===== Data for review =====

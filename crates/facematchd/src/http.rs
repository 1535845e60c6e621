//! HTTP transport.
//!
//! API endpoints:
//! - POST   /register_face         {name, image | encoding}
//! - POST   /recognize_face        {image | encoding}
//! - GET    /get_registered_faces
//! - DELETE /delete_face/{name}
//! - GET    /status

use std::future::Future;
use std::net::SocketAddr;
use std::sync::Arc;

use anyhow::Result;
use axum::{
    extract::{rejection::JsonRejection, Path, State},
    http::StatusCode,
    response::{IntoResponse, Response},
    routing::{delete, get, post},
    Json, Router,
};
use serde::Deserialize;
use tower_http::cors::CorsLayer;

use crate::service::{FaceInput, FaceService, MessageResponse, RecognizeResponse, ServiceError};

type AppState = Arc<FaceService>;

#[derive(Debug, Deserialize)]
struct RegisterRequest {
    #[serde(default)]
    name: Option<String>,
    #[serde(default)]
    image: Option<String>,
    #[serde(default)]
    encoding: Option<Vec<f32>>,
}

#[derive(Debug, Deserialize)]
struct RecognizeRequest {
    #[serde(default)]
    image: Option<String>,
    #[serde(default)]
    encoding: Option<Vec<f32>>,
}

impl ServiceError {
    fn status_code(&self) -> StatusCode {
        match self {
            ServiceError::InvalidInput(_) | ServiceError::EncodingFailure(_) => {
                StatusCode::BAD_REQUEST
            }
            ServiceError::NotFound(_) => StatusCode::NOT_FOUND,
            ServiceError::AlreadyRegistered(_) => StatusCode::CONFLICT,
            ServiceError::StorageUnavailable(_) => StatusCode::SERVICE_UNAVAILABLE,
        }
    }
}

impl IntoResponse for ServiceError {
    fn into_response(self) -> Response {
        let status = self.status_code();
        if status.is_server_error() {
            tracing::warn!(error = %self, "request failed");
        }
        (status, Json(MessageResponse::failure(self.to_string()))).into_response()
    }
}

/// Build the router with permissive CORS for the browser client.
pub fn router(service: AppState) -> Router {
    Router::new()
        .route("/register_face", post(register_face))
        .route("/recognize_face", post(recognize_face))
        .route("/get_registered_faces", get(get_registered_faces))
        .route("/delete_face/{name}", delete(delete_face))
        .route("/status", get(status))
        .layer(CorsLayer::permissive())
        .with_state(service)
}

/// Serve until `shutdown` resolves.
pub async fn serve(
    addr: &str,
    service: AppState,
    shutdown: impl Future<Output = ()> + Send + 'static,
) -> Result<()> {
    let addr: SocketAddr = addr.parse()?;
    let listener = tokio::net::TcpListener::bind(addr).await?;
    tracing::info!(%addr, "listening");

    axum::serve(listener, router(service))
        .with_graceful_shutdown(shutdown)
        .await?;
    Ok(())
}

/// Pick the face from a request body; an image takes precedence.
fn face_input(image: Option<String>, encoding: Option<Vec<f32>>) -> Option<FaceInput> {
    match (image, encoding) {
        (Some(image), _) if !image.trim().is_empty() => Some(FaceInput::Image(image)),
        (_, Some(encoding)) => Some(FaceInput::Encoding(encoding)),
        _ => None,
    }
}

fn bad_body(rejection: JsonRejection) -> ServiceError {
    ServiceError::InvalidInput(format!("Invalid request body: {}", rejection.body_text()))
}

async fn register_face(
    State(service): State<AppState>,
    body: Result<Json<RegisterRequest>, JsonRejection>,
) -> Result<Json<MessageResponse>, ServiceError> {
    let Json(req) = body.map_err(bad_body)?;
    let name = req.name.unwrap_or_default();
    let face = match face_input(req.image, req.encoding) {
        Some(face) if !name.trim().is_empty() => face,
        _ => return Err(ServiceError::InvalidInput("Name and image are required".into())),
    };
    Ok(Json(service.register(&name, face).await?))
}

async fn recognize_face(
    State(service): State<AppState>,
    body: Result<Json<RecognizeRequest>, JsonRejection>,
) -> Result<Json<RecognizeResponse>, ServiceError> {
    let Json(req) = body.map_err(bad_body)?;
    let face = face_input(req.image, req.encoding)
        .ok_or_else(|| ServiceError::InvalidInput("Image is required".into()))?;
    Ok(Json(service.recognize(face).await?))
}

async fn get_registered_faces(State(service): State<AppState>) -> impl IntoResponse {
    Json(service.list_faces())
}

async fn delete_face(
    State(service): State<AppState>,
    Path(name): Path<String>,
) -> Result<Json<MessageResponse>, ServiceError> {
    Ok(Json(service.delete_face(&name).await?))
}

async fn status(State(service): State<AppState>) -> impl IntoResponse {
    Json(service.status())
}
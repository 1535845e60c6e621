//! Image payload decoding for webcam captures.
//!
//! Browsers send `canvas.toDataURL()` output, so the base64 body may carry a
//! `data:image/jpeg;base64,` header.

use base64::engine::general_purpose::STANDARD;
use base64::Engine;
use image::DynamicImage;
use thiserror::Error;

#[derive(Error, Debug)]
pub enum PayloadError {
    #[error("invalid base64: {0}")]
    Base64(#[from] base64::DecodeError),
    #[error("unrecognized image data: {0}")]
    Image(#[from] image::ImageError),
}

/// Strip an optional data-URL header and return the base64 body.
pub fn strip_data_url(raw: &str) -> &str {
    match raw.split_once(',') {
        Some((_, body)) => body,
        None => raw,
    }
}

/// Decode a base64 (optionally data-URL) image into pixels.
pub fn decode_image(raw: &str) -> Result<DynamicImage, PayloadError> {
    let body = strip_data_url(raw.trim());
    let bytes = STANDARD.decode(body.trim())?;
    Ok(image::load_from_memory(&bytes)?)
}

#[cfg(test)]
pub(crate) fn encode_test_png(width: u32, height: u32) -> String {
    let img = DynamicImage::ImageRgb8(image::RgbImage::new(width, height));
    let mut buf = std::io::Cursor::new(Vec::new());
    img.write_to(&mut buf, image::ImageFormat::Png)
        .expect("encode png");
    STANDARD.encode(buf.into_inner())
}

=====
===== Data for review =====

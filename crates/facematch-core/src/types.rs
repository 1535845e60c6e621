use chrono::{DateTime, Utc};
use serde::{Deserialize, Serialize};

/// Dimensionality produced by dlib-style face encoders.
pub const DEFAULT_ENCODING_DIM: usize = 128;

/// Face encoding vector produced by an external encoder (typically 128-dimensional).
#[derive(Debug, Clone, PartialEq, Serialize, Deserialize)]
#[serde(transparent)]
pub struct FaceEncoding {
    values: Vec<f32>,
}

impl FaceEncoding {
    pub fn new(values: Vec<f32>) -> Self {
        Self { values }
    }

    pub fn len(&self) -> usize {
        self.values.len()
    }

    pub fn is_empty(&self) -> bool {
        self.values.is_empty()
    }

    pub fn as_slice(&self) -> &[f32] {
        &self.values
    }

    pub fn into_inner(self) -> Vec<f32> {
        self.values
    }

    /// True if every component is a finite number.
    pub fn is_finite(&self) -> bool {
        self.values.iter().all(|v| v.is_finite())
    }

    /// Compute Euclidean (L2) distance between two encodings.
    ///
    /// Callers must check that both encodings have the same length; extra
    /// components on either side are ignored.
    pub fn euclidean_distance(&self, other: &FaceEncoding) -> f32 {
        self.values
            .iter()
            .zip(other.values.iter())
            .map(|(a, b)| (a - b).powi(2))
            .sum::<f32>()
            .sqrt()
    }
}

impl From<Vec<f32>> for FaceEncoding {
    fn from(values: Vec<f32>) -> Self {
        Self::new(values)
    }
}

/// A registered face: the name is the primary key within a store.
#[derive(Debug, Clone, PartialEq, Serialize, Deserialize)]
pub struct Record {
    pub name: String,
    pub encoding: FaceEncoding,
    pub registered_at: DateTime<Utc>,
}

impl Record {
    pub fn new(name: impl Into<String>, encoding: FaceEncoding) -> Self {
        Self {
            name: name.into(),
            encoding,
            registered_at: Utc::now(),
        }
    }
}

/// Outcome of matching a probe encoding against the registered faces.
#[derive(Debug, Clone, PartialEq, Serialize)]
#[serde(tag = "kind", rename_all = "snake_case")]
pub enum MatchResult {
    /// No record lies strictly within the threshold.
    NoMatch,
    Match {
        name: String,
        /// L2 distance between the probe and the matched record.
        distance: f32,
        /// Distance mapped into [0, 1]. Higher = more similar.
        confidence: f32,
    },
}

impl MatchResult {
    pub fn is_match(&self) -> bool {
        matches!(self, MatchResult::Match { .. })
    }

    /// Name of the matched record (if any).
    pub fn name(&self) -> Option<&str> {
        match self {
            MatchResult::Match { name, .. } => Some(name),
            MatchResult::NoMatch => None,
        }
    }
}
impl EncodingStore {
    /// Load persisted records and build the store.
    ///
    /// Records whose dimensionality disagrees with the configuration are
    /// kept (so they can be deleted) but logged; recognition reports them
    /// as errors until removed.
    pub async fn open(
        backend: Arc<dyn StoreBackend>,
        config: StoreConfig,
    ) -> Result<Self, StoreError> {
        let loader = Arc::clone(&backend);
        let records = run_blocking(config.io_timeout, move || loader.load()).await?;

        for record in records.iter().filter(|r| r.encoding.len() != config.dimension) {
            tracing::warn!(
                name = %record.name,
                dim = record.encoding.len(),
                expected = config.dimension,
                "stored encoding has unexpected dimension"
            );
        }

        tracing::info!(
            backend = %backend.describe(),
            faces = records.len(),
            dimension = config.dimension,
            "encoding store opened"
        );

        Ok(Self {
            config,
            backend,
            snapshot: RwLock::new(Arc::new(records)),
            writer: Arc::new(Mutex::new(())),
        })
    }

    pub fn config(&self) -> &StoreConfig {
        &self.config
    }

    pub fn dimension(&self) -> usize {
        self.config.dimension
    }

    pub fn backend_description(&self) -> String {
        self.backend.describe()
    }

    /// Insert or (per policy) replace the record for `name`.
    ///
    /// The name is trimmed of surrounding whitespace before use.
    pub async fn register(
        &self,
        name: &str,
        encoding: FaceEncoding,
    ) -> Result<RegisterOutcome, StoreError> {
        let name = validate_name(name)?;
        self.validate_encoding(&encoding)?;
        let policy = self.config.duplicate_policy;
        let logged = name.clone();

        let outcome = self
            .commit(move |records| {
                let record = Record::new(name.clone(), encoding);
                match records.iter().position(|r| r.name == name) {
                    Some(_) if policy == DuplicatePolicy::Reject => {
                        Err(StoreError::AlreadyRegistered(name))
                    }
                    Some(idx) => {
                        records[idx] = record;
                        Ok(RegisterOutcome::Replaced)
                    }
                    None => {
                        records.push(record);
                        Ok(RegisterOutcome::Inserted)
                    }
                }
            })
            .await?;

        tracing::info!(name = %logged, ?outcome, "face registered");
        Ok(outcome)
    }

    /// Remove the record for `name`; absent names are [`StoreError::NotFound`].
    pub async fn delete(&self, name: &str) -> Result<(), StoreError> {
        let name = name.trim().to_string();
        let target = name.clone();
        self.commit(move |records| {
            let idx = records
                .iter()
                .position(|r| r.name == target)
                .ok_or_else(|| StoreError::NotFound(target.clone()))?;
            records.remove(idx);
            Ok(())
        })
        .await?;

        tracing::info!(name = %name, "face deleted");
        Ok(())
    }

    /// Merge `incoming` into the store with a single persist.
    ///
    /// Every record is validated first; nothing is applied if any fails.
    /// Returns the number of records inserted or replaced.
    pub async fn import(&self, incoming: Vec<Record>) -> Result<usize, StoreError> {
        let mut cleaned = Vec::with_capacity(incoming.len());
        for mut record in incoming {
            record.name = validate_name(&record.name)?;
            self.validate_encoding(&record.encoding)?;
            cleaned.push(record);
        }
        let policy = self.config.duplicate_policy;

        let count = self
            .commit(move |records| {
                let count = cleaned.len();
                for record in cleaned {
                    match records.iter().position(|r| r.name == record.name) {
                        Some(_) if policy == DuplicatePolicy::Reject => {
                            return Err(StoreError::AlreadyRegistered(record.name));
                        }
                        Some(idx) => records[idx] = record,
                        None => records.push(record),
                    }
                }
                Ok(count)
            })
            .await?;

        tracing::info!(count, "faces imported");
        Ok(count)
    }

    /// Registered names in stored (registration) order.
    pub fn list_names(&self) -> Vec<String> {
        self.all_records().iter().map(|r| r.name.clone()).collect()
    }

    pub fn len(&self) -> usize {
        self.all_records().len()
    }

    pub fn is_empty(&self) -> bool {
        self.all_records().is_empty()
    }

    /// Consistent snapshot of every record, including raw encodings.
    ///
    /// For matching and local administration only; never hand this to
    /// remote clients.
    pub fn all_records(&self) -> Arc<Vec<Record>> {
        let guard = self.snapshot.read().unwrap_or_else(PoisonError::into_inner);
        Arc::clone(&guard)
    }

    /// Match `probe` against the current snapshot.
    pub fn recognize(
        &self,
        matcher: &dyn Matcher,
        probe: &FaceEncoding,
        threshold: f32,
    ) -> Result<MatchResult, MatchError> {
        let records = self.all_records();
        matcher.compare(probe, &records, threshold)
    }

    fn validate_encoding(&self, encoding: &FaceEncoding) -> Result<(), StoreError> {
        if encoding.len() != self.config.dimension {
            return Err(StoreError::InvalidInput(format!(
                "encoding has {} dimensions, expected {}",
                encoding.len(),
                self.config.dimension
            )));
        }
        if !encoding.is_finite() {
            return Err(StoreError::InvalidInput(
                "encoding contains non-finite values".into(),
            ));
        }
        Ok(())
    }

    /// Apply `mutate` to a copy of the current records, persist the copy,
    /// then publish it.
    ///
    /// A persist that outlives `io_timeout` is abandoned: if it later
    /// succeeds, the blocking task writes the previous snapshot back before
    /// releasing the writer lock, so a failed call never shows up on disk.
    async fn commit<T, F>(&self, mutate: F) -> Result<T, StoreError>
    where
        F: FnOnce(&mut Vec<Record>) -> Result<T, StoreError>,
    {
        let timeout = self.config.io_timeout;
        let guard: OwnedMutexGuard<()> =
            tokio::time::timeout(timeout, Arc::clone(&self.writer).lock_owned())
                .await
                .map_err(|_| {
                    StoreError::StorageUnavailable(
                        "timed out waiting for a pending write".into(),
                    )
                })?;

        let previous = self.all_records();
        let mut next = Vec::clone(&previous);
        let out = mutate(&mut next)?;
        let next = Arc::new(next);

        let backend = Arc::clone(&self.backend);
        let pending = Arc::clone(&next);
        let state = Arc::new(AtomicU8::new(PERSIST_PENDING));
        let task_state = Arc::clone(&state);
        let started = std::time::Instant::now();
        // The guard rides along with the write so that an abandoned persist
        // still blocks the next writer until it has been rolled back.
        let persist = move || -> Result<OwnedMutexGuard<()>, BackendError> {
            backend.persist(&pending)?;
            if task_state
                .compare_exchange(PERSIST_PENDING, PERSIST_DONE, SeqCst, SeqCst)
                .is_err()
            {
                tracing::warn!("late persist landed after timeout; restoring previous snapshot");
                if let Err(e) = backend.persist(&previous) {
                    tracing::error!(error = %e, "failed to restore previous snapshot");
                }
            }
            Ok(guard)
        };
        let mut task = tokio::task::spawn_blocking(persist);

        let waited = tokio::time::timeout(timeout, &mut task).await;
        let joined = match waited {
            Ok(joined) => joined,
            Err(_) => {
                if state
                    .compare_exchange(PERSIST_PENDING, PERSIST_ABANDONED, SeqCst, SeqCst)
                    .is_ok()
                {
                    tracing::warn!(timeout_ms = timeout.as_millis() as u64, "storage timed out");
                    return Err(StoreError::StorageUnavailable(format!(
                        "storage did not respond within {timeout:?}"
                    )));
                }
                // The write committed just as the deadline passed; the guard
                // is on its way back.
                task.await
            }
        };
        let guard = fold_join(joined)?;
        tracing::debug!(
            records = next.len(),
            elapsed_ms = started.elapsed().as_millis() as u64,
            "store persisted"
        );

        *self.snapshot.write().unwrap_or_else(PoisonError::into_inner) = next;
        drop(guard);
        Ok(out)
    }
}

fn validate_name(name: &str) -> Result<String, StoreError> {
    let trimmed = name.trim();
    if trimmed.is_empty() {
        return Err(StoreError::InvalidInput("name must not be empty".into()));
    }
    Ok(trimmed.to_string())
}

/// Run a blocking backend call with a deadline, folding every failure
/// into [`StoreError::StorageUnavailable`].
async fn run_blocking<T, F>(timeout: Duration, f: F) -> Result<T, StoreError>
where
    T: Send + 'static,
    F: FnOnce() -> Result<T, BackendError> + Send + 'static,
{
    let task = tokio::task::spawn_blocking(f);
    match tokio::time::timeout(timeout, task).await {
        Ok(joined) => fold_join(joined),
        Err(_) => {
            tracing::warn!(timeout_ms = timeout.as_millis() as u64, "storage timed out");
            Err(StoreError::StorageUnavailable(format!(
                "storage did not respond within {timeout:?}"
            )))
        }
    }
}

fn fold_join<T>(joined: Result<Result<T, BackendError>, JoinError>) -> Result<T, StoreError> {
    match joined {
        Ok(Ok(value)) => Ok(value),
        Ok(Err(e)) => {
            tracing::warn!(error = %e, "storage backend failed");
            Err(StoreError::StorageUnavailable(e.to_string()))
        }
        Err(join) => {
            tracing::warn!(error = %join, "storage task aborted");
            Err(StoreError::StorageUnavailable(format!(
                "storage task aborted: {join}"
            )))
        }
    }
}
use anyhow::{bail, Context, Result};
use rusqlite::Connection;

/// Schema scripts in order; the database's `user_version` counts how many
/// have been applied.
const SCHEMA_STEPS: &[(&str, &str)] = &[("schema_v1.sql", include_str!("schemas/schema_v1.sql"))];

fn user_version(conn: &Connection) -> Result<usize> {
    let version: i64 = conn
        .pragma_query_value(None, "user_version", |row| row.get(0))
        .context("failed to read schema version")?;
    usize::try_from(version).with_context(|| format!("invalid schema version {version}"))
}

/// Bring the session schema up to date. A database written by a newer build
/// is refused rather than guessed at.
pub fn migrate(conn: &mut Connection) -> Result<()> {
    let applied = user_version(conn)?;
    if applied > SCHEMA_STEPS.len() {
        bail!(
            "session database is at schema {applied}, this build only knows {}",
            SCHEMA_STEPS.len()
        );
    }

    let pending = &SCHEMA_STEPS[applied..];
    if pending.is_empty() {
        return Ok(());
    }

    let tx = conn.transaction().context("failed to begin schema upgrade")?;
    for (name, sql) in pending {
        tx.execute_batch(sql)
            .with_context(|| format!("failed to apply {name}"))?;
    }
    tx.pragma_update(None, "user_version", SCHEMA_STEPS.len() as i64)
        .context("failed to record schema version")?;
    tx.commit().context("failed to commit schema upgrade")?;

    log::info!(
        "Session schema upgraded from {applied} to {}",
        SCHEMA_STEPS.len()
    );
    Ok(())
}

=====

--- Work instruction ---
All lines above from the line with "copy of the" through the line with "let next = Arc::new(next);", both included, are to be set down exactly, with nothing else.

--- Output ---
    /// Apply `mutate` to a copy of the current records, persist the copy,
    /// then publish it.
    ///
    /// A persist that outlives `io_timeout` is abandoned: if it later
    /// succeeds, the blocking task writes the previous snapshot back before
    /// releasing the writer lock, so a failed call never shows up on disk.
    async fn commit<T, F>(&self, mutate: F) -> Result<T, StoreError>
    where
        F: FnOnce(&mut Vec<Record>) -> Result<T, StoreError>,
    {
        let timeout = self.config.io_timeout;
        let guard: OwnedMutexGuard<()> =
            tokio::time::timeout(timeout, Arc::clone(&self.writer).lock_owned())
                .await
                .map_err(|_| {
                    StoreError::StorageUnavailable(
                        "timed out waiting for a pending write".into(),
                    )
                })?;

        let previous = self.all_records();
        let mut next = Vec::clone(&previous);
        let out = mutate(&mut next)?;
        let next = Arc::new(next);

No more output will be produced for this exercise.